RECORDS SHOWN
//! In-memory [`StateStore`].

use std::collections::BTreeMap;

use relic_types::GameState;

use crate::{StateStore, StoreError, decode, encode};

/// A [`StateStore`] backed by a map of encoded blobs.
///
/// Blobs are stored encoded, so the same decode path (and the same
/// corruption handling) applies as for durable stores. Writes can be made
/// to fail on demand to exercise the engine's all-or-nothing commit.
#[derive(Debug, Clone, Default)]
pub struct MemoryStore {
    blobs: BTreeMap<String, String>,
    fail_writes: bool,
    saves: u64,
}

impl MemoryStore {
    /// Create an empty store.
    pub fn new() -> Self {
        Self::default()
    }

    /// Create a store whose slot `key` already holds `state`.
    ///
    /// # Errors
    ///
    /// Returns [`StoreError::Encode`] if the state cannot be encoded.
    pub fn with_state(key: &str, state: &GameState) -> Result<Self, StoreError> {
        let mut store = Self::new();
        store.blobs.insert(key.to_owned(), encode(state)?);
        Ok(store)
    }

    /// Place a raw blob at `key`, bypassing encoding.
    pub fn insert_raw(&mut self, key: &str, blob: impl Into<String>) {
        self.blobs.insert(key.to_owned(), blob.into());
    }

    /// The raw blob stored at `key`, if any.
    pub fn raw(&self, key: &str) -> Option<&str> {
        self.blobs.get(key).map(String::as_str)
    }

    /// Make every subsequent `save` fail (or succeed again).
    pub const fn set_fail_writes(&mut self, fail: bool) {
        self.fail_writes = fail;
    }

    /// Number of successful saves so far.
    pub const fn save_count(&self) -> u64 {
        self.saves
    }
}

impl StateStore for MemoryStore {
    fn load(&self, key: &str) -> Result<GameState, StoreError> {
        self.blobs
            .get(key)
            .map_or_else(|| Ok(GameState::default()), |blob| decode(key, blob))
    }

    fn save(&mut self, key: &str, state: &GameState) -> Result<(), StoreError> {
        if self.fail_writes {
            return Err(StoreError::Unavailable(format!(
                "writes disabled for key {key}"
            )));
        }
        let blob = encode(state)?;
        self.blobs.insert(key.to_owned(), blob);
        self.saves = self.saves.saturating_add(1);
        tracing::trace!(key, saves = self.saves, "State saved to memory");
        Ok(())
    }
}

#[cfg(test)]
#[allow(clippy::unwrap_used)]
mod tests {
    use super::*;
    use crate::SAVE_SLOT_KEY;

    #[test]
    fn empty_slot_loads_default() {
        let store = MemoryStore::new();
        assert_eq!(store.load(SAVE_SLOT_KEY).unwrap(), GameState::default());
    }

    #[test]
    fn save_then_load() {
        let mut store = MemoryStore::new();
        let state = GameState {
            streak: 3,
            ..GameState::default()
        };
        store.save(SAVE_SLOT_KEY, &state).unwrap();
        assert_eq!(store.load(SAVE_SLOT_KEY).unwrap().streak, 3);
        assert_eq!(store.save_count(), 1);
    }

    #[test]
    fn failed_write_keeps_previous_blob() {
        let mut store = MemoryStore::new();
        let first = GameState {
            streak: 1,
            ..GameState::default()
        };
        store.save(SAVE_SLOT_KEY, &first).unwrap();
        store.set_fail_writes(true);

        let second = GameState {
            streak: 2,
            ..GameState::default()
        };
        let err = store.save(SAVE_SLOT_KEY, &second).unwrap_err();
        assert!(matches!(err, StoreError::Unavailable(_)));
        assert_eq!(store.load(SAVE_SLOT_KEY).unwrap().streak, 1);
        assert_eq!(store.save_count(), 1);
    }

    #[test]
    fn raw_garbage_loads_as_corrupt() {
        let mut store = MemoryStore::new();
        store.insert_raw(SAVE_SLOT_KEY, "[1, 2");
        assert!(store.load(SAVE_SLOT_KEY).unwrap_err().is_corrupt());
    }

    #[test]
    fn slots_are_independent() {
        let mut store = MemoryStore::new();
        let state = GameState {
            streak: 9,
            ..GameState::default()
        };
        store.save("other-slot", &state).unwrap();
        assert_eq!(store.load(SAVE_SLOT_KEY).unwrap().streak, 0);
        assert!(store.raw("other-slot").is_some());
    }
}
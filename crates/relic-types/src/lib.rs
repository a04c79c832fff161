//! Shared data model for the relic reward loop.
//!
//! This crate is the single source of truth for the types that cross crate
//! boundaries: the engine mutates them, the store persists them, and the
//! presentation layer reads them through `ts-rs` generated bindings.
//!
//! # Modules
//!
//! - [`ids`] -- Type-safe UUID wrapper for relic identifiers
//! - [`relic`] -- Relics, rarity tiers, and the timestamp unit
//! - [`state`] -- The [`GameState`] aggregate root (the persisted blob)
//! - [`receipts`] -- Success results of progression operations

pub mod ids;
pub mod receipts;
pub mod relic;
pub mod state;

// Re-export all public types at crate root for convenience.
pub use ids::RelicId;
pub use receipts::{
    BonusOutcome, ClaimReceipt, FUSION_FAILURE_MESSAGE, FUSION_SUCCESS_MESSAGE, FusionOutcome,
};
pub use relic::{InvalidRelicLevel, Relic, RelicLevel, Timestamp};
pub use state::{GameState, REFERRAL_CODE_BASE};
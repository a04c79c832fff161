//! Streak milestone bonuses.
//!
//! A milestone is an exact streak value that grants extra base relics on
//! the claim that reaches it. Under [`MilestonePolicy::EveryTime`] the bonus
//! fires whenever the streak counter lands on the value, including after a
//! reset and rebuild. [`MilestonePolicy::Once`] records paid thresholds in
//! the game state and never pays them twice.

use std::collections::BTreeSet;

use serde::Deserialize;

/// How often a milestone may pay out.
#[derive(Debug, Clone, Copy, PartialEq, Eq, Default, Deserialize)]
#[serde(rename_all = "snake_case")]
pub enum MilestonePolicy {
    /// Pay every time the streak reaches the exact value.
    #[default]
    EveryTime,
    /// Pay the first time only; remembered in `claimed_milestones`.
    Once,
}

/// A single milestone: reaching `streak` grants `bonus_relics`.
#[derive(Debug, Clone, Copy, PartialEq, Eq, Deserialize)]
pub struct MilestoneReward {
    /// Exact streak value that triggers the bonus.
    pub streak: u32,
    /// Number of extra base relics granted.
    pub bonus_relics: u32,
}

/// Default milestones: 3 days grants 1 relic, 7 days grants 2.
pub fn default_milestones() -> Vec<MilestoneReward> {
    vec![
        MilestoneReward {
            streak: 3,
            bonus_relics: 1,
        },
        MilestoneReward {
            streak: 7,
            bonus_relics: 2,
        },
    ]
}

/// The milestone schedule plus its payout policy.
#[derive(Debug, Clone, PartialEq, Eq)]
pub struct MilestoneTable {
    rewards: Vec<MilestoneReward>,
    policy: MilestonePolicy,
}

impl Default for MilestoneTable {
    fn default() -> Self {
        Self::new(default_milestones(), MilestonePolicy::default())
    }
}

impl MilestoneTable {
    /// Build a table from a reward list and policy.
    pub const fn new(rewards: Vec<MilestoneReward>, policy: MilestonePolicy) -> Self {
        Self { rewards, policy }
    }

    /// The configured payout policy.
    pub const fn policy(&self) -> MilestonePolicy {
        self.policy
    }

    /// The configured rewards.
    pub fn rewards(&self) -> &[MilestoneReward] {
        &self.rewards
    }

    /// Bonus relics owed for reaching `streak`, without recording anything.
    pub fn bonus_at(&self, streak: u32, claimed: &BTreeSet<u32>) -> u32 {
        self.rewards
            .iter()
            .filter(|reward| reward.streak == streak)
            .filter(|reward| {
                self.policy == MilestonePolicy::EveryTime || !claimed.contains(&reward.streak)
            })
            .fold(0_u32, |acc, reward| acc.saturating_add(reward.bonus_relics))
    }

    /// Bonus relics owed for a claim that leaves the streak at `streak`,
    /// recording the milestone as paid when the policy is
    /// [`MilestonePolicy::Once`].
    ///
    /// The check runs on the post-claim value only, so a second claim on
    /// the same calendar day that leaves the streak on a milestone pays it
    /// again under [`MilestonePolicy::EveryTime`].
    pub fn award(&self, streak: u32, claimed: &mut BTreeSet<u32>) -> u32 {
        let bonus = self.bonus_at(streak, claimed);
        if bonus > 0 && self.policy == MilestonePolicy::Once {
            claimed.insert(streak);
        }
        bonus
    }
}
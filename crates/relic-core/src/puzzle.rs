//! The daily sequence puzzle.
//!
//! The player is shown a set of numbered nodes and must tap them in the
//! target order. A wrong tap clears progress and the player starts over.
//! The puzzle itself holds no reward logic; the engine pays out when a
//! solved puzzle is submitted.

/// Default target order.
pub const DEFAULT_SEQUENCE: [u8; 4] = [1, 2, 3, 4];

/// What a single tap did.
#[derive(Debug, Clone, Copy, PartialEq, Eq)]
pub enum TapResult {
    /// Correct node; `progress` nodes are now lit.
    Advanced {
        /// Number of correct taps so far.
        progress: usize,
    },
    /// Wrong node; progress cleared.
    Reset,
    /// The whole sequence has been entered.
    Solved,
}

/// Tap-in-order puzzle state for one attempt.
#[derive(Debug, Clone, PartialEq, Eq)]
pub struct SequencePuzzle {
    target: Vec<u8>,
    progress: usize,
}

impl Default for SequencePuzzle {
    fn default() -> Self {
        Self::new(DEFAULT_SEQUENCE.to_vec())
    }
}

impl SequencePuzzle {
    /// Start a puzzle with the given target order.
    pub const fn new(target: Vec<u8>) -> Self {
        Self {
            target,
            progress: 0,
        }
    }

    /// The target order.
    pub fn target(&self) -> &[u8] {
        &self.target
    }

    /// Number of correct taps so far.
    pub const fn progress(&self) -> usize {
        self.progress
    }

    /// Whether every node has been tapped in order.
    pub fn is_solved(&self) -> bool {
        self.progress >= self.target.len()
    }

    /// Register a tap on `node`.
    pub fn tap(&mut self, node: u8) -> TapResult {
        if self.is_solved() {
            return TapResult::Solved;
        }
        if self.target.get(self.progress) == Some(&node) {
            self.progress = self.progress.saturating_add(1);
            if self.is_solved() {
                TapResult::Solved
            } else {
                TapResult::Advanced {
                    progress: self.progress,
                }
            }
        } else {
            self.progress = 0;
            TapResult::Reset
        }
    }

    /// Replay a sequence of taps, returning the result of the last one.
    /// An empty sequence leaves the puzzle unchanged.
    pub fn tap_all(&mut self, nodes: impl IntoIterator<Item = u8>) -> Option<TapResult> {
        nodes.into_iter().map(|node| self.tap(node)).last()
    }
}

#[cfg(test)]
mod tests {
    use super::*;

    #[test]
    fn ascending_taps_solve() {
        let mut puzzle = SequencePuzzle::default();
        assert_eq!(puzzle.tap(1), TapResult::Advanced { progress: 1 });
        assert_eq!(puzzle.tap(2), TapResult::Advanced { progress: 2 });
        assert_eq!(puzzle.tap(3), TapResult::Advanced { progress: 3 });
        assert_eq!(puzzle.tap(4), TapResult::Solved);
        assert!(puzzle.is_solved());
    }

    #[test]
    fn wrong_tap_resets_progress() {
        let mut puzzle = SequencePuzzle::default();
        puzzle.tap(1);
        puzzle.tap(2);
        assert_eq!(puzzle.tap(4), TapResult::Reset);
        assert_eq!(puzzle.progress(), 0);
        assert_eq!(puzzle.tap_all([1, 2, 3, 4]), Some(TapResult::Solved));
    }

    #[test]
    fn taps_after_solving_change_nothing() {
        let mut puzzle = SequencePuzzle::default();
        puzzle.tap_all([1, 2, 3, 4]);
        assert_eq!(puzzle.tap(9), TapResult::Solved);
        assert_eq!(puzzle.progress(), 4);
    }

    #[test]
    fn empty_tap_list_is_none() {
        let mut puzzle = SequencePuzzle::default();
        assert_eq!(puzzle.tap_all([]), None);
        assert!(!puzzle.is_solved());
    }

    #[test]
    fn custom_target() {
        let mut puzzle = SequencePuzzle::new(vec![3, 1]);
        assert_eq!(puzzle.tap(1), TapResult::Reset);
        assert_eq!(puzzle.tap_all([3, 1]), Some(TapResult::Solved));
        assert_eq!(puzzle.target(), &[3, 1]);
    }
}
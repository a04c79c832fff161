//! Success results returned by progression operations.
//!
//! Failures are carried by the engine's error type; these receipts only
//! describe what a successful call changed.

use serde::{Deserialize, Serialize};
use ts_rs::TS;

use crate::ids::RelicId;
use crate::relic::Relic;

/// Message shown when a fusion produces a higher-tier relic.
pub const FUSION_SUCCESS_MESSAGE: &str = "Upgrade Successful!";

/// Message shown when a fusion roll fails and the inputs are lost.
pub const FUSION_FAILURE_MESSAGE: &str = "Not this time.";

/// Result of a successful timed claim.
#[derive(Debug, Clone, PartialEq, Eq, Serialize, Deserialize, TS)]
#[serde(rename_all = "camelCase")]
#[ts(export, export_to = "bindings/")]
pub struct ClaimReceipt {
    /// Streak value after the claim.
    pub streak: u32,
    /// Every relic minted by this claim: the base relic first, then any
    /// milestone bonus relics.
    pub minted: Vec<Relic>,
    /// Human-readable summary.
    pub message: String,
}

impl ClaimReceipt {
    /// Build a receipt with the standard summary message.
    pub fn new(streak: u32, minted: Vec<Relic>) -> Self {
        Self {
            streak,
            minted,
            message: format!("Claimed! Streak: {streak}"),
        }
    }

    /// Number of relics minted, base relic included.
    pub fn minted_count(&self) -> usize {
        self.minted.len()
    }

    /// Number of relics granted on top of the base relic.
    pub fn bonus_count(&self) -> usize {
        self.minted.len().saturating_sub(1)
    }
}

/// Result of a one-shot bonus (daily puzzle, social bonus).
///
/// Repeating a bonus inside its eligibility window is not an error: it
/// reports [`BonusOutcome::AlreadyClaimed`] and changes nothing.
#[derive(Debug, Clone, PartialEq, Eq, Serialize, Deserialize, TS)]
#[serde(tag = "status", rename_all = "camelCase")]
#[ts(export, export_to = "bindings/")]
pub enum BonusOutcome {
    /// The bonus was granted and these relics were added.
    Granted {
        /// Newly minted relics.
        relics: Vec<Relic>,
    },
    /// The bonus was already taken; nothing changed.
    AlreadyClaimed,
}

impl BonusOutcome {
    /// Whether this call granted anything.
    pub const fn is_granted(&self) -> bool {
        matches!(self, Self::Granted { .. })
    }

    /// Relics added by this call (empty when already claimed).
    pub fn relics(&self) -> &[Relic] {
        match self {
            Self::Granted { relics } => relics,
            Self::AlreadyClaimed => &[],
        }
    }
}

/// Result of a fusion attempt that passed validation.
///
/// Inputs are consumed whether or not the roll succeeds.
#[derive(Debug, Clone, PartialEq, Eq, Serialize, Deserialize, TS)]
#[serde(rename_all = "camelCase")]
#[ts(export, export_to = "bindings/")]
pub struct FusionOutcome {
    /// Whether the roll produced a higher-tier relic.
    pub success: bool,
    /// Human-readable summary.
    pub message: String,
    /// Identifiers of the relics removed from the inventory.
    pub consumed: Vec<RelicId>,
    /// The minted relic, present only on success.
    pub new_relic: Option<Relic>,
}

impl FusionOutcome {
    /// A successful fusion that minted `relic`.
    pub fn succeeded(consumed: Vec<RelicId>, relic: Relic) -> Self {
        Self {
            success: true,
            message: FUSION_SUCCESS_MESSAGE.to_owned(),
            consumed,
            new_relic: Some(relic),
        }
    }

    /// A failed fusion; the inputs are gone and nothing was minted.
    pub fn failed(consumed: Vec<RelicId>) -> Self {
        Self {
            success: false,
            message: FUSION_FAILURE_MESSAGE.to_owned(),
            consumed,
            new_relic: None,
        }
    }
}
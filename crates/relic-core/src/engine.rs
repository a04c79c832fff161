//! The progression engine.
//!
//! [`ProgressionEngine`] owns the canonical [`GameState`] for one save slot
//! and exposes every operation that changes it. Each operation follows the
//! same shape:
//!
//! 1. Read `now` once (the caller passes it in) and derive today's date.
//! 2. Validate against the committed state. Rejections change nothing.
//! 3. Compute the next state on a copy.
//! 4. Save the copy. Only if the save succeeds does it replace the
//!    in-memory state, so memory and storage never diverge.
//!
//! The engine is an explicit value: build one per session with
//! [`ProgressionEngine::open`] and hand it to whoever needs it.

use std::collections::BTreeSet;

use chrono::NaiveDate;
use relic_store::StateStore;
use relic_types::{
    BonusOutcome, ClaimReceipt, FusionOutcome, GameState, Relic, RelicId, RelicLevel, Timestamp,
};
use tracing::{debug, error, info, warn};

use crate::calendar::Calendar;
use crate::config::{ConfigError, ProgressionConfig};
use crate::error::ProgressionError;
use crate::fusion::{FusionTable, validate_selection};
use crate::milestones::MilestoneTable;
use crate::puzzle::SequencePuzzle;
use crate::roll::FusionRoll;
use crate::streak::{self, StreakStatus};

/// Tunable rules the engine runs with, resolved from configuration.
#[derive(Debug, Clone, PartialEq)]
pub struct EngineSettings {
    /// Save-slot key.
    pub key: String,
    /// Minimum milliseconds between timed claims.
    pub cooldown_ms: i64,
    /// Calendar used for streak and puzzle days.
    pub calendar: Calendar,
    /// Streak milestone schedule.
    pub milestones: MilestoneTable,
    /// Fusion odds.
    pub fusion: FusionTable,
    /// Relics granted by the daily puzzle.
    pub puzzle_relics: u32,
    /// Relics granted by the social bonus.
    pub social_relics: u32,
    /// Target order of the daily puzzle.
    pub puzzle_sequence: Vec<u8>,
}

impl Default for EngineSettings {
    fn default() -> Self {
        let config = ProgressionConfig::default();
        Self {
            key: config.storage.key,
            cooldown_ms: config.claim.cooldown_ms,
            calendar: Calendar::utc(),
            milestones: MilestoneTable::default(),
            fusion: FusionTable::default(),
            puzzle_relics: config.rewards.puzzle_relics,
            social_relics: config.rewards.social_relics,
            puzzle_sequence: config.puzzle.sequence,
        }
    }
}

impl EngineSettings {
    /// Resolve settings from a loaded configuration.
    ///
    /// # Errors
    ///
    /// Returns [`ConfigError::Invalid`] if the configuration does not
    /// validate.
    pub fn from_config(config: &ProgressionConfig) -> Result<Self, ConfigError> {
        config.validate()?;
        Ok(Self {
            key: config.storage.key.clone(),
            cooldown_ms: config.claim.cooldown_ms,
            calendar: config.calendar()?,
            milestones: config.milestone_table(),
            fusion: config.fusion_table()?,
            puzzle_relics: config.rewards.puzzle_relics,
            social_relics: config.rewards.social_relics,
            puzzle_sequence: config.puzzle.sequence.clone(),
        })
    }
}

/// Owner of the game state for one save slot.
///
/// `S` persists the state; `R` supplies fusion rolls.
#[derive(Debug)]
pub struct ProgressionEngine<S, R> {
    state: GameState,
    store: S,
    roll: R,
    settings: EngineSettings,
}
use crate::pipeline::types::Frame;
use crate::run_artifacts::format_timestamp;
use crate::video::audio::{AudioCodec, AudioSidecarManager};
use crate::video::progress::ProgressObserver;
use crate::video::{VideoBackend, VideoReader, VideoWriter};
use anyhow::{Context, Result};
use std::panic::{catch_unwind, AssertUnwindSafe};
use std::path::Path;
use std::time::{Duration, Instant};
use tempfile::TempPath;

/// Where a frame sits in its source stream.
#[derive(Debug, Clone, Copy)]
pub struct FramePosition {
    pub index: u64,
    pub fps: f64,
}

impl FramePosition {
    pub fn timestamp(&self) -> String {
        format_timestamp(self.index, self.fps)
    }
}

/// A trait for handling video frames. This separates the "how to process"
/// from the "how to read and orchestrate" logic.
pub trait FrameProcessor {
    fn process(&mut self, frame: &Frame, position: FramePosition) -> Result<Frame>;
}

/// Blanket implementation so any closure with the right signature
/// automatically implements FrameProcessor.
impl<F> FrameProcessor for F
where
    F: FnMut(&Frame, FramePosition) -> Result<Frame>,
{
    fn process(&mut self, frame: &Frame, position: FramePosition) -> Result<Frame> {
        self(frame, position)
    }
}

#[derive(Debug, Clone, Copy, PartialEq, Eq)]
pub enum PipelineStage {
    Opening,
    ProbeAudio,
    FrameLoop,
    Remux,
    Finalize,
}

/// What happened to the source audio track.
#[derive(Debug, Clone, Copy, PartialEq, Eq)]
pub enum AudioOutcome {
    Kept,
    NotRequested,
    /// Frame sampling changes the timeline, so audio is not carried over.
    DisabledByInterval,
    EncoderUnavailable,
    /// Extraction found nothing to copy.
    NoTrack,
    /// Muxing failed; the output is video-only.
    MergeFailed,
}

/// Per-file state, alive from Opening to Finalize.
pub struct VideoSession {
    pub fps: f64,
    pub output_fps: f64,
    pub width: u32,
    pub height: u32,
    pub total_frames: u64,
    pub has_audio: bool,
    pub temp_video: Option<TempPath>,
    stage: PipelineStage,
}

impl VideoSession {
    fn enter(&mut self, stage: PipelineStage) {
        tracing::debug!("Video: {:?} -> {:?}", self.stage, stage);
        self.stage = stage;
    }
}

/// Parameters for a single video.
#[derive(Debug, Clone, Copy)]
pub struct VideoJob<'a> {
    pub source: &'a Path,
    pub destination: &'a Path,
    /// Process every Nth frame.
    pub frame_interval: u32,
    pub keep_audio: bool,
}

#[derive(Debug, Clone, PartialEq)]
pub struct VideoReport {
    pub frames_read: u64,
    pub frames_written: u64,
    /// Frames written unmodified because processing failed.
    pub frames_passed_through: u64,
    pub audio: AudioOutcome,
    pub output_fps: f64,
    pub duration: Duration,
}

struct LoopStats {
    frames_read: u64,
    frames_written: u64,
    frames_passed_through: u64,
}

/// Streams one video through a `FrameProcessor`:
/// Opening, ProbeAudio, FrameLoop, Remux and Finalize.
pub struct VideoPipeline<'a> {
    backend: &'a dyn VideoBackend,
    codec: &'a dyn AudioCodec,
    observer: &'a dyn ProgressObserver,
}

impl<'a> VideoPipeline<'a> {
    pub fn new(
        backend: &'a dyn VideoBackend,
        codec: &'a dyn AudioCodec,
        observer: &'a dyn ProgressObserver,
    ) -> Self {
        Self {
            backend,
            codec,
            observer,
        }
    }

    pub fn run<P>(&self, job: &VideoJob, processor: &mut P) -> Result<VideoReport>
    where
        P: FrameProcessor + ?Sized,
    {
        let start_time = Instant::now();
        let interval = job.frame_interval.max(1);
        let workdir = match job.destination.parent() {
            Some(p) if !p.as_os_str().is_empty() => p,
            _ => Path::new("."),
        };

        // Opening
        let mut reader = self
            .backend
            .open_reader(job.source)
            .with_context(|| format!("Failed to open {}", job.source.display()))?;
        let (width, height) = reader.dimensions();
        let fps = reader.source_fps();
        let mut session = VideoSession {
            fps,
            output_fps: fps / interval as f64,
            width,
            height,
            total_frames: reader.frame_count(),
            has_audio: false,
            temp_video: None,
            stage: PipelineStage::Opening,
        };

        let suffix = job
            .destination
            .extension()
            .map(|e| format!(".{}", e.to_string_lossy()))
            .unwrap_or_default();
        let temp_video = tempfile::Builder::new()
            .prefix(".pyxelnyx-")
            .suffix(&suffix)
            .tempfile_in(workdir)
            .context("Failed to create temporary video file")?
            .into_temp_path();
        let writer = self
            .backend
            .open_writer(&temp_video, session.output_fps, (session.width, session.height))
            .with_context(|| format!("Failed to open writer for {}", job.destination.display()))?;
        session.temp_video = Some(temp_video);

        tracing::info!(
            "Video: {} via {}, {}x{} at {:.2} fps, {} frames, interval {}",
            job.source.display(),
            self.backend.name(),
            session.width,
            session.height,
            fps,
            session.total_frames,
            interval
        );

        // ProbeAudio
        session.enter(PipelineStage::ProbeAudio);
        let mut audio = AudioSidecarManager::new(self.codec, workdir);
        let mut audio_outcome = if !job.keep_audio {
            AudioOutcome::NotRequested
        } else if interval > 1 {
            tracing::info!("Video: audio disabled because frame interval is {}", interval);
            AudioOutcome::DisabledByInterval
        } else if !audio.is_encoder_available() {
            tracing::warn!("Video: audio encoder unavailable, output will be video-only");
            AudioOutcome::EncoderUnavailable
        } else if audio.extract_audio(job.source) {
            session.has_audio = true;
            AudioOutcome::Kept
        } else {
            AudioOutcome::NoTrack
        };

        // FrameLoop
        session.enter(PipelineStage::FrameLoop);
        let stats = self.frame_loop(&mut session, reader.as_mut(), writer, processor, interval)?;
        drop(reader);

        // Remux
        session.enter(PipelineStage::Remux);
        let temp_video = session
            .temp_video
            .take()
            .context("Temporary video file missing")?;
        let merged = match audio.audio_path() {
            Some(track) if session.has_audio => {
                audio.merge_audio(&temp_video, track, job.destination)
            }
            _ => false,
        };
        if session.has_audio && !merged {
            tracing::warn!(
                "Video: could not restore audio for {}, writing video-only output",
                job.destination.display()
            );
            audio_outcome = AudioOutcome::MergeFailed;
        }
        if !merged {
            temp_video.persist(job.destination).map_err(|e| e.error).with_context(|| {
                format!("Failed to move output to {}", job.destination.display())
            })?;
        }

        // Finalize
        session.enter(PipelineStage::Finalize);
        audio.cleanup();

        Ok(VideoReport {
            frames_read: stats.frames_read,
            frames_written: stats.frames_written,
            frames_passed_through: stats.frames_passed_through,
            audio: audio_outcome,
            output_fps: session.output_fps,
            duration: start_time.elapsed(),
        })
    }

    fn frame_loop<P>(
        &self,
        session: &mut VideoSession,
        reader: &mut dyn VideoReader,
        mut writer: Box<dyn VideoWriter>,
        processor: &mut P,
        interval: u32,
    ) -> Result<LoopStats>
    where
        P: FrameProcessor + ?Sized,
    {
        let interval = interval as u64;
        let expected = session.total_frames.div_ceil(interval);
        let mut observer_alive = self.notify(true, |o| o.on_start(expected));

        let mut stats = LoopStats {
            frames_read: 0,
            frames_written: 0,
            frames_passed_through: 0,
        };

        loop {
            let frame = match reader.next_frame() {
                Ok(Some(frame)) => frame,
                Ok(None) => break,
                Err(e) => {
                    tracing::warn!(
                        "Video: read failed at frame {}, treating as end of stream: {:#}",
                        stats.frames_read,
                        e
                    );
                    break;
                }
            };
            let index = stats.frames_read;
            stats.frames_read += 1;
            if index % interval != 0 {
                continue;
            }

            let position = FramePosition {
                index,
                fps: session.fps,
            };
            let result = catch_unwind(AssertUnwindSafe(|| processor.process(&frame, position)));
            let output = match result {
                Ok(Ok(out)) if out.dimensions() == frame.dimensions() => out,
                Ok(Ok(out)) => {
                    tracing::warn!(
                        "Video: frame {} came back as {:?}, keeping original",
                        index,
                        out.dimensions()
                    );
                    stats.frames_passed_through += 1;
                    frame
                }
                Ok(Err(e)) => {
                    tracing::warn!("Video: frame {} passed through: {:#}", index, e);
                    stats.frames_passed_through += 1;
                    frame
                }
                Err(_) => {
                    tracing::warn!("Video: frame {} passed through after a panic", index);
                    stats.frames_passed_through += 1;
                    frame
                }
            };

            writer
                .write_frame(&output)
                .with_context(|| format!("Failed to write frame {}", index))?;
            stats.frames_written += 1;

            let written = stats.frames_written;
            observer_alive =
                self.notify(observer_alive, |o| o.on_progress(written, expected.max(written)));
        }

        writer.finish().context("Failed to finalize video stream")?;
        self.notify(observer_alive, |o| o.on_finish());

        tracing::info!(
            "Video: wrote {} frames ({} passed through)",
            stats.frames_written,
            stats.frames_passed_through
        );
        Ok(stats)
    }

    /// Runs an observer callback, containing panics. Returns whether the
    /// observer should keep receiving calls.
    fn notify<F>(&self, alive: bool, call: F) -> bool
    where
        F: FnOnce(&dyn ProgressObserver),
    {
        if !alive {
            return false;
        }
        let observer = self.observer;
        match catch_unwind(AssertUnwindSafe(|| call(observer))) {
            Ok(()) => true,
            Err(_) => {
                tracing::warn!("Video: progress observer panicked, disabling it");
                false
            }
        }
    }
}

WHAT IS BEING ASKED
Please, from the material above, copy only the lines from the line with "cannot be encoded." up to and including the line with "Place a raw", exactly as written.

COMPLETED EXERCISE
    /// Returns [`StoreError::Encode`] if the state cannot be encoded.
    pub fn with_state(key: &str, state: &GameState) -> Result<Self, StoreError> {
        let mut store = Self::new();
        store.blobs.insert(key.to_owned(), encode(state)?);
        Ok(store)
    }

    /// Place a raw blob at `key`, bypassing encoding.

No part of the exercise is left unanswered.